Una settimana dopo eravamo nello studio del medico per la prima visita prenatale. Ero nervoso, nel modo felice. Le strinsi la mano, scherzando sul fatto che speravo che il bambino avesse il suo sorriso. Il dottore entrò, sfogliò la cartella, poi sorrise calorosamente.
“Congratulazioni ad entrambi per il vostro secondo figlio.”
Risi. “Secondo?”
Il dottore sembrò confuso per un momento, poi disse:
“Sì, la sua prima gravidanza è di tre anni fa.”
Toccò la pagina. “È nella sua storia clinica.”
Il mio cuore si fermò per un attimo. Mi girai lentamente verso mia moglie. Il suo volto aveva perso colore. Quel silenzio — quei pochi secondi — fu come se il mondo trattenesse il respiro prima di crollare.
“Di cosa sta parlando?” chiesi, con la voce sottile.
Lei sussurrò alla fine, con voce rotta:
“Io… ho avuto un’altra bambina prima di conoscerti. L’ho data in adozione.”
Fu come se qualcuno mi avesse tolto il terreno da sotto i piedi. Prima ancora che potessi capire davvero, il dottore schiarì la voce e uscì per darci un po’ di privacy.

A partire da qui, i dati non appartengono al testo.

//! Risk level ladder.

use crate::model::{HazardType, RiskLevel};

/// Derives a risk level from the hazard category and event probability.
///
/// No event, or no hazard category, is always `Low`. Cyclone-class hazards
/// never drop below `Moderate` once predicted.
pub fn risk_level(hazard_type: HazardType, probability: f64, event: bool) -> RiskLevel {
    if !event || hazard_type.is_none() {
        return RiskLevel::Low;
    }

    if hazard_type.is_cyclonic() {
        if probability >= 0.8 {
            RiskLevel::Critical
        } else if probability >= 0.6 {
            RiskLevel::High
        } else {
            RiskLevel::Moderate
        }
    } else if probability >= 0.7 {
        RiskLevel::High
    } else if probability >= 0.5 {
        RiskLevel::Moderate
    } else {
        RiskLevel::Low
    }
}
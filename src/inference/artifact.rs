//! Model artifacts on disk and the handle that caches them.
//!
//! A trained model is two JSON files in one directory: `model.json` (the
//! fitted pipeline) and `model_metadata.json` (feature columns and
//! evaluation figures). `ModelHandle` loads them lazily on first use and
//! keeps the outcome, success or failure, until `reload()`.

use chrono::{DateTime, Utc};
use serde::{Deserialize, Serialize};
use std::path::{Path, PathBuf};
use std::sync::{Arc, RwLock};

use crate::inference::naive_bayes::{GaussianNbModel, HazardModel};
use crate::logging::{self, LogSource};
use crate::model::{FEATURE_COLUMNS, ModelError};

pub const MODEL_FILE: &str = "model.json";
pub const METADATA_FILE: &str = "model_metadata.json";

// ============================================================================
// METADATA
// ============================================================================

/// Confusion counts on the held-out split, event as the positive class.
#[derive(Debug, Clone, Copy, Default, PartialEq, Serialize, Deserialize)]
pub struct ConfusionCounts {
    pub true_positive: usize,
    pub false_positive: usize,
    pub true_negative: usize,
    pub false_negative: usize,
}

impl ConfusionCounts {
    pub fn from_predictions(actual: &[bool], predicted: &[bool]) -> Self {
        let mut counts = ConfusionCounts::default();
        for (&a, &p) in actual.iter().zip(predicted) {
            match (a, p) {
                (true, true) => counts.true_positive += 1,
                (false, true) => counts.false_positive += 1,
                (false, false) => counts.true_negative += 1,
                (true, false) => counts.false_negative += 1,
            }
        }
        counts
    }

    pub fn accuracy(&self) -> f64 {
        let total = self.true_positive + self.false_positive + self.true_negative + self.false_negative;
        if total == 0 {
            return 0.0;
        }
        (self.true_positive + self.true_negative) as f64 / total as f64
    }

    /// F1 of the event class; 0 when there are no positives at all.
    pub fn f1(&self) -> f64 {
        let denom = 2 * self.true_positive + self.false_positive + self.false_negative;
        if denom == 0 {
            return 0.0;
        }
        2.0 * self.true_positive as f64 / denom as f64
    }
}

#[derive(Debug, Clone, PartialEq, Serialize, Deserialize)]
pub struct ModelMetadata {
    /// Input vector layout, in order.
    pub feature_columns: Vec<String>,
    pub accuracy: f64,
    pub cv_mean: f64,
    pub cv_std: f64,
    pub trained_at: DateTime<Utc>,
    pub training_samples: usize,
    pub training_data_source: String,
    #[serde(default = "default_model_type")]
    pub model_type: String,
    #[serde(default)]
    pub confusion: Option<ConfusionCounts>,
}

fn default_model_type() -> String {
    "gaussian_nb".to_string()
}

impl ModelMetadata {
    /// Columns the normalizer cannot produce; these are filled with the
    /// neutral default at prediction time.
    pub fn unknown_columns(&self) -> Vec<&str> {
        self.feature_columns
            .iter()
            .map(String::as_str)
            .filter(|c| !FEATURE_COLUMNS.contains(c))
            .collect()
    }
}

/// A model together with the metadata it was saved with.
#[derive(Clone)]
pub struct LoadedModel {
    pub model: Arc<dyn HazardModel>,
    pub metadata: ModelMetadata,
}

// ============================================================================
// STORE
// ============================================================================

/// Where model artifacts come from.
pub trait ModelStore: Send + Sync {
    /// Loads the model and its metadata. `ModelError::NotFound` means no
    /// artifact exists; anything else means one exists but is unusable.
    fn load(&self) -> Result<LoadedModel, ModelError>;

    /// True when an artifact is present (it may still fail to load).
    fn is_ready(&self) -> bool;

    /// Human-readable location for logs and health reports.
    fn describe(&self) -> String;
}

/// Reads `model.json` and `model_metadata.json` from a directory.
pub struct FileModelStore {
    dir: PathBuf,
}

impl FileModelStore {
    pub fn new(dir: impl Into<PathBuf>) -> Self {
        FileModelStore { dir: dir.into() }
    }

    pub fn dir(&self) -> &Path {
        &self.dir
    }

    pub fn model_path(&self) -> PathBuf {
        self.dir.join(MODEL_FILE)
    }

    pub fn metadata_path(&self) -> PathBuf {
        self.dir.join(METADATA_FILE)
    }

    /// Writes both artifacts, creating the directory if needed.
    pub fn save(&self, model: &GaussianNbModel, metadata: &ModelMetadata) -> Result<(), ModelError> {
        std::fs::create_dir_all(&self.dir)
            .map_err(|e| ModelError::LoadFailed(format!("{}: {}", self.dir.display(), e)))?;
        write_json(&self.model_path(), model)?;
        write_json(&self.metadata_path(), metadata)
    }
}

fn write_json<T: Serialize>(path: &Path, value: &T) -> Result<(), ModelError> {
    let body = serde_json::to_string_pretty(value)
        .map_err(|e| ModelError::LoadFailed(format!("serialize {}: {}", path.display(), e)))?;
    std::fs::write(path, body)
        .map_err(|e| ModelError::LoadFailed(format!("{}: {}", path.display(), e)))
}

fn read_json<T: for<'de> Deserialize<'de>>(path: &Path) -> Result<T, ModelError> {
    let body = std::fs::read_to_string(path)
        .map_err(|e| ModelError::LoadFailed(format!("{}: {}", path.display(), e)))?;
    serde_json::from_str(&body)
        .map_err(|e| ModelError::LoadFailed(format!("{}: {}", path.display(), e)))
}

impl ModelStore for FileModelStore {
    fn load(&self) -> Result<LoadedModel, ModelError> {
        let model_path = self.model_path();
        let metadata_path = self.metadata_path();
        if !model_path.exists() && !metadata_path.exists() {
            return Err(ModelError::NotFound(self.describe()));
        }

        let model: GaussianNbModel = read_json(&model_path)?;
        model.validate()?;
        let metadata: ModelMetadata = read_json(&metadata_path)?;

        if metadata.feature_columns.len() != model.n_features() {
            return Err(ModelError::ShapeMismatch {
                expected: model.n_features(),
                actual: metadata.feature_columns.len(),
            });
        }

        Ok(LoadedModel {
            model: Arc::new(model),
            metadata,
        })
    }

    fn is_ready(&self) -> bool {
        self.model_path().exists() && self.metadata_path().exists()
    }

    fn describe(&self) -> String {
        self.dir.display().to_string()
    }
}

// ============================================================================
// HANDLE
// ============================================================================

/// What the handle currently knows about the model.
#[derive(Clone)]
pub enum ModelState {
    /// No artifact configured or present.
    Absent,
    Ready(LoadedModel),
    /// An artifact exists but could not be used.
    Failed(ModelError),
}

/// Shared, lazily loaded model. Clone the `Arc` around it to share one
/// cache between the predictor and the health check.
pub struct ModelHandle {
    store: Option<Box<dyn ModelStore>>,
    cached: RwLock<Option<ModelState>>,
}

impl ModelHandle {
    pub fn new(store: Box<dyn ModelStore>) -> Self {
        ModelHandle {
            store: Some(store),
            cached: RwLock::new(None),
        }
    }

    /// A handle with no store: every prediction is rules-only.
    pub fn absent() -> Self {
        ModelHandle {
            store: None,
            cached: RwLock::new(Some(ModelState::Absent)),
        }
    }

    pub fn from_dir(dir: impl Into<PathBuf>) -> Self {
        ModelHandle::new(Box::new(FileModelStore::new(dir)))
    }

    /// Current state, loading on first call.
    pub fn state(&self) -> ModelState {
        {
            let cached = self.cached.read().unwrap_or_else(|p| p.into_inner());
            if let Some(state) = cached.as_ref() {
                return state.clone();
            }
        }

        let mut cached = self.cached.write().unwrap_or_else(|p| p.into_inner());
        // Another thread may have loaded while we waited for the write lock.
        if let Some(state) = cached.as_ref() {
            return state.clone();
        }
        let state = self.load_state();
        *cached = Some(state.clone());
        state
    }

    fn load_state(&self) -> ModelState {
        let Some(store) = self.store.as_ref() else {
            return ModelState::Absent;
        };

        match store.load() {
            Ok(loaded) => {
                let unknown = loaded.metadata.unknown_columns();
                if !unknown.is_empty() {
                    logging::warn(
                        LogSource::Model,
                        Some(&store.describe()),
                        &format!("Columns filled with defaults: {}", unknown.join(", ")),
                    );
                }
                logging::info(
                    LogSource::Model,
                    Some(&store.describe()),
                    &format!(
                        "Loaded {} ({} features, accuracy {:.3})",
                        loaded.model.name(),
                        loaded.metadata.feature_columns.len(),
                        loaded.metadata.accuracy
                    ),
                );
                ModelState::Ready(loaded)
            }
            Err(ModelError::NotFound(where_)) => {
                logging::info(
                    LogSource::Model,
                    Some(&where_),
                    "No trained model found, using rule engine only",
                );
                ModelState::Absent
            }
            Err(e) => {
                logging::error(
                    LogSource::Model,
                    Some(&store.describe()),
                    &format!("Model artifact unusable: {}", e),
                );
                ModelState::Failed(e)
            }
        }
    }

    /// Drops the cached state; the next `state()` call reads the store again.
    pub fn reload(&self) {
        if self.store.is_none() {
            return;
        }
        let mut cached = self.cached.write().unwrap_or_else(|p| p.into_inner());
        *cached = None;
    }

    pub fn is_ready(&self) -> bool {
        matches!(self.state(), ModelState::Ready(_))
    }

    pub fn describe(&self) -> String {
        self.store
            .as_ref()
            .map(|s| s.describe())
            .unwrap_or_else(|| "none".to_string())
    }
}

#[cfg(test)]
mod tests {
    use super::*;
    use std::sync::atomic::{AtomicUsize, Ordering};

    struct CountingStore {
        loads: Arc<AtomicUsize>,
        result: fn() -> Result<LoadedModel, ModelError>,
    }

    impl ModelStore for CountingStore {
        fn load(&self) -> Result<LoadedModel, ModelError> {
            self.loads.fetch_add(1, Ordering::SeqCst);
            (self.result)()
        }
        fn is_ready(&self) -> bool {
            true
        }
        fn describe(&self) -> String {
            "counting".to_string()
        }
    }

    fn unique_dir(name: &str) -> PathBuf {
        std::env::temp_dir().join(format!("hazmon_artifact_{}_{}", name, std::process::id()))
    }

    #[test]
    fn test_confusion_metrics() {
        let counts = ConfusionCounts::from_predictions(
            &[true, true, false, false, true],
            &[true, false, false, true, true],
        );
        assert_eq!(counts.true_positive, 2);
        assert_eq!(counts.false_negative, 1);
        assert_eq!(counts.false_positive, 1);
        assert_eq!(counts.true_negative, 1);
        assert!((counts.accuracy() - 0.6).abs() < 1e-12);
        assert!((counts.f1() - 4.0 / 6.0).abs() < 1e-12);
    }

    #[test]
    fn test_missing_directory_is_not_found() {
        let store = FileModelStore::new(unique_dir("missing"));
        assert!(!store.is_ready());
        assert!(matches!(store.load(), Err(ModelError::NotFound(_))));
    }

    #[test]
    fn test_corrupt_artifact_is_load_failure() {
        let dir = unique_dir("corrupt");
        std::fs::create_dir_all(&dir).unwrap();
        std::fs::write(dir.join(MODEL_FILE), "{not json").unwrap();
        std::fs::write(dir.join(METADATA_FILE), "{}").unwrap();

        let store = FileModelStore::new(&dir);
        assert!(store.is_ready());
        assert!(matches!(store.load(), Err(ModelError::LoadFailed(_))));

        let handle = ModelHandle::new(Box::new(FileModelStore::new(&dir)));
        assert!(matches!(handle.state(), ModelState::Failed(_)));
        let _ = std::fs::remove_dir_all(&dir);
    }

    #[test]
    fn test_handle_caches_until_reload() {
        let loads = Arc::new(AtomicUsize::new(0));
        let handle = ModelHandle::new(Box::new(CountingStore {
            loads: Arc::clone(&loads),
            result: || Err(ModelError::LoadFailed("boom".into())),
        }));

        for _ in 0..5 {
            assert!(matches!(handle.state(), ModelState::Failed(_)));
        }
        assert_eq!(loads.load(Ordering::SeqCst), 1, "failure is cached");

        handle.reload();
        let _ = handle.state();
        assert_eq!(loads.load(Ordering::SeqCst), 2);
    }

    #[test]
    fn test_absent_handle() {
        let handle = ModelHandle::absent();
        assert!(matches!(handle.state(), ModelState::Absent));
        assert!(!handle.is_ready());
        handle.reload();
        assert!(matches!(handle.state(), ModelState::Absent));
        assert_eq!(handle.describe(), "none");
    }

    #[test]
    fn test_unknown_columns_listed() {
        let metadata = ModelMetadata {
            feature_columns: vec!["temperature".into(), "tsun".into(), "humidity".into()],
            accuracy: 0.9,
            cv_mean: 0.8,
            cv_std: 0.05,
            trained_at: Utc::now(),
            training_samples: 100,
            training_data_source: "test".into(),
            model_type: default_model_type(),
            confusion: None,
        };
        assert_eq!(metadata.unknown_columns(), vec!["tsun"]);
    }
}
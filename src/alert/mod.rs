pub mod classify;
pub mod risk;
pub mod sink;
pub mod thresholds;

Feci una domanda dopo l’altra, la voce tremante, il petto in fiamme. Perché non me l’aveva detto? Perché nascondere qualcosa di così importante? Ma il colpo peggiore arrivò subito dopo. Lei ammise una verità che non avevo mai visto arrivare: il padre della sua prima bambina… era ancora nella sua vita. E il bambino che portava in grembo?
Non era mio.
Non riuscivo a respirare. La guardavo — la donna che credevo di conoscere, la donna di cui mi fidavo con tutta la mia vita. In quel freddo e luminoso studio medico, circondato da poster di famiglie sorridenti, il mio matrimonio si ruppe.
Il futuro che avevo immaginato — svanito in un attimo.
E per la prima volta in cinque anni, mi sentii come uno sconosciuto seduto accanto a uno sconosciuto.